Last person who knocked on my front door unexpectedly was a neighbour with leftover chocolate cake from his visiting grandchildren, that he thought our children would like 😊We frequently knock on neighbours’ doors on the way past to see if they want to come to the park with us, or to visit for a cup of tea on the way back from the park (one of those neighbours recently did the same to us: I was able to tell him it wasn’t a good time, because we’re both grownups). Really not a problem for anyone involved.

BitchBrigade · 17/04/2023 12:56

Also want to point out that people scouting often look for lone females or the elderly, not just empty houses.

Jonei · 17/04/2023 12:57

Ihatepainting · 17/04/2023 12:46

I check who it is and then I decide if they are worthy of my time. If they’re not, I don’t answer the door!

some folks lives must be so hard, I can’t even imagine this mind set. Deciding if someone is “worthy of my time” before answering rhe bloody door.

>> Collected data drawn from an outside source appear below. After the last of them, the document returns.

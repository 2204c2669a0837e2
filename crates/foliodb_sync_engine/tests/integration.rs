//! End-to-end replication tests: two stores syncing through a shared
//! server over the loopback transport.

use std::sync::Arc;
use std::time::Duration;

use foliodb_core::{NewDocument, Store};
use foliodb_sync_engine::{
    CredentialProvider, HttpTransport, LoopbackClient, LoopbackServer, ManualSync,
    ManualSyncStatus, Replicator, RetryConfig, StaticCredentials, StoreApplier, SyncConfig,
    SyncError,
};
use foliodb_sync_protocol::ConflictPolicy;
use foliodb_sync_server::{ServerConfig, SyncServer};

/// Routes loopback requests into an in-process [`SyncServer`].
struct Loopback(Arc<SyncServer>);

impl LoopbackServer for Loopback {
    fn handle_post(
        &self,
        path: &str,
        authorization: Option<&str>,
        body: &[u8],
    ) -> Result<Vec<u8>, String> {
        self.0
            .handle_post(path, authorization, body)
            .map_err(|e| e.to_string())
    }
}

type LoopbackReplicator = Replicator<HttpTransport<LoopbackClient<Loopback>>, StoreApplier>;

fn new_client(
    server: &Arc<SyncServer>,
    client_id: &str,
    credentials: Arc<StaticCredentials>,
) -> (Arc<Store>, LoopbackReplicator) {
    let store = Arc::new(Store::open_in_memory().unwrap());
    let applier = StoreApplier::new(Arc::clone(&store), ConflictPolicy::default()).unwrap();

    let provider: Arc<dyn CredentialProvider> = credentials;
    let transport = HttpTransport::new(
        "http://sync.test",
        LoopbackClient::new(Loopback(Arc::clone(server))),
        provider,
    );

    let config = SyncConfig::new("http://sync.test", client_id)
        .with_retry(RetryConfig::no_retry())
        .with_status_hold(Duration::from_millis(50));

    (store, Replicator::new(config, transport, applier))
}

fn open_server() -> Arc<SyncServer> {
    Arc::new(SyncServer::new(ServerConfig::default()).unwrap())
}

#[test]
fn document_replicates_between_clients() {
    let server = open_server();
    let creds = Arc::new(StaticCredentials::new("anything"));
    let (store_a, repl_a) = new_client(&server, "client-a", Arc::clone(&creds));
    let (store_b, repl_b) = new_client(&server, "client-b", creds);

    let doc = store_a
        .insert(NewDocument::new("Shopping list", "milk, eggs"))
        .unwrap();

    let cycle = repl_a.sync().unwrap();
    assert_eq!(cycle.pushed, 1);

    let cycle = repl_b.sync().unwrap();
    assert_eq!(cycle.pulled, 1);

    let replica = store_b.get(doc.id()).unwrap();
    assert_eq!(replica.title, "Shopping list");
    assert_eq!(replica.rev(), doc.rev());
}

#[test]
fn second_sync_cycle_is_a_no_op() {
    let server = open_server();
    let creds = Arc::new(StaticCredentials::new("anything"));
    let (store_a, repl_a) = new_client(&server, "client-a", creds);

    store_a
        .insert(NewDocument::new("once", "only pushed once"))
        .unwrap();
    repl_a.sync().unwrap();

    let cycle = repl_a.sync().unwrap();
    assert_eq!(cycle.pushed, 0);
    assert_eq!(cycle.pulled, 0);
    assert_eq!(server.operation_count(), 1);
}

#[test]
fn deletes_propagate() {
    let server = open_server();
    let creds = Arc::new(StaticCredentials::new("anything"));
    let (store_a, repl_a) = new_client(&server, "client-a", Arc::clone(&creds));
    let (store_b, repl_b) = new_client(&server, "client-b", creds);

    let doc = store_a
        .insert(NewDocument::new("ephemeral", "soon gone"))
        .unwrap();
    repl_a.sync().unwrap();
    repl_b.sync().unwrap();
    assert!(store_b.get(doc.id()).is_ok());

    store_a.delete(doc.id(), doc.rev().unwrap()).unwrap();
    repl_a.sync().unwrap();
    repl_b.sync().unwrap();

    assert!(store_b.get(doc.id()).is_err());
}

#[test]
fn attachments_replicate_with_documents() {
    let server = open_server();
    let creds = Arc::new(StaticCredentials::new("anything"));
    let (store_a, repl_a) = new_client(&server, "client-a", Arc::clone(&creds));
    let (store_b, repl_b) = new_client(&server, "client-b", creds);

    let doc = store_a
        .insert(NewDocument::new("illustrated", "has a picture"))
        .unwrap();
    let doc = store_a
        .put_attachment(
            doc.id(),
            doc.rev().unwrap(),
            "photo.png",
            "image/png",
            vec![0x89, 0x50, 0x4E, 0x47],
        )
        .unwrap();

    repl_a.sync().unwrap();
    repl_b.sync().unwrap();

    let replica = store_b.get(doc.id()).unwrap();
    assert_eq!(replica.attachment_names(), vec!["photo.png".to_owned()]);
    let attachment = store_b.get_attachment(doc.id(), "photo.png").unwrap();
    assert_eq!(attachment.data.unwrap(), vec![0x89, 0x50, 0x4E, 0x47]);
}

#[test]
fn divergent_edits_converge_deterministically() {
    let server = open_server();
    let creds = Arc::new(StaticCredentials::new("anything"));
    let (store_a, repl_a) = new_client(&server, "client-a", Arc::clone(&creds));
    let (store_b, repl_b) = new_client(&server, "client-b", creds);

    let doc = store_a
        .insert(NewDocument::new("draft", "original text"))
        .unwrap();
    repl_a.sync().unwrap();
    repl_b.sync().unwrap();

    // Both sides edit generation 1 without seeing each other.
    let mut edit_a = store_a.get(doc.id()).unwrap();
    edit_a.title = "draft (from a)".into();
    store_a.update(edit_a).unwrap();

    let mut edit_b = store_b.get(doc.id()).unwrap();
    edit_b.title = "draft (from b)".into();
    store_b.update(edit_b).unwrap();

    repl_a.sync().unwrap();
    repl_b.sync().unwrap();
    repl_a.sync().unwrap();

    let final_a = store_a.get(doc.id()).unwrap();
    let final_b = store_b.get(doc.id()).unwrap();
    assert_eq!(final_a.rev(), final_b.rev());
    assert_eq!(final_a.title, final_b.title);
    assert_eq!(final_a.rev().unwrap().generation(), 2);
}

#[test]
fn manual_sync_reports_status_transitions() {
    let server = open_server();
    let creds = Arc::new(StaticCredentials::new("anything"));
    let (store_a, repl_a) = new_client(&server, "client-a", creds);

    store_a.insert(NewDocument::new("note", "body")).unwrap();

    let manual = ManualSync::new(Arc::new(repl_a));
    assert_eq!(manual.status(), ManualSyncStatus::Idle);

    let cycle = manual.trigger().unwrap();
    assert_eq!(cycle.pushed, 1);
    assert!(matches!(manual.status(), ManualSyncStatus::Finished(_)));

    std::thread::sleep(Duration::from_millis(80));
    assert_eq!(manual.status(), ManualSyncStatus::Idle);
}

#[test]
fn server_auth_accepts_valid_and_rejects_rotated_out_tokens() {
    let server = Arc::new(
        SyncServer::new(ServerConfig::default().with_auth(b"shared-secret".to_vec())).unwrap(),
    );
    let token = server.issue_token("client-a").unwrap();
    let creds = Arc::new(StaticCredentials::new(token));
    let (store_a, repl_a) = new_client(&server, "client-a", Arc::clone(&creds));

    store_a.insert(NewDocument::new("private", "body")).unwrap();
    repl_a.sync().unwrap();
    assert_eq!(server.operation_count(), 1);

    // A revoked credential stops the next cycle; rotating in a fresh
    // token restores service without rebuilding the transport.
    creds.rotate("not-a-token");
    store_a.insert(NewDocument::new("second", "body")).unwrap();
    assert!(matches!(
        repl_a.sync(),
        Err(SyncError::Transport { .. })
    ));

    let fresh = server.issue_token("client-a").unwrap();
    creds.rotate(fresh);
    let cycle = repl_a.sync().unwrap();
    assert_eq!(cycle.pushed, 1);
}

Someone trying to sell me a cleaning cloth or push some religion, or even try and persuade me that I should vote for them at the next elections definitely isn't worthy of my time. Luckily for them there's lots of other people who are willing to engage. Which is just grand. 😁

WheelsUp · 17/04/2023 12:57

Becgoz7 · 17/04/2023 12:52

Why 🤣🤣🤣🤣 my husband is a window cleaner 🤣🤣🤣

I feel bad about chilling with a cuppa or relaxing on the sofa with my phone when the window cleaner is working. 😬

BitchBrigade · 17/04/2023 12:58

Kanaloa · 17/04/2023 12:54

It really is. It’s not normal behaviour to run and hide in the kitchen when somebody knocks on the door. I’m not ‘wailing’ about it, but I’m also not pretending it’s normal.

And nobody is running, hiding or screaming and crying. Simply sitting there not answering the door to someone they don't expect

MsRosley · 17/04/2023 12:58

Your behaviour is not typical at all, but suggests you need mental health support.

dephlogisticated · 17/04/2023 13:00

It's optional to answer your phone or your door, I don't answer my phone to unknown numbers and sometimes I don't answer when people I know ring: surely it's up to me when I want to talk to people.

I don't expect people to answer when I ring or message me straight back either.

Equally sometimes I open my door but sometimes if I am resting and I don't want to talk to anyone I ignore it. Even people I like! I thought this was fairly normal Grin although now I'm doubting myself.

I'm a fairly average, socially skilled person with friends etc. I just value quiet time and not being disturbed!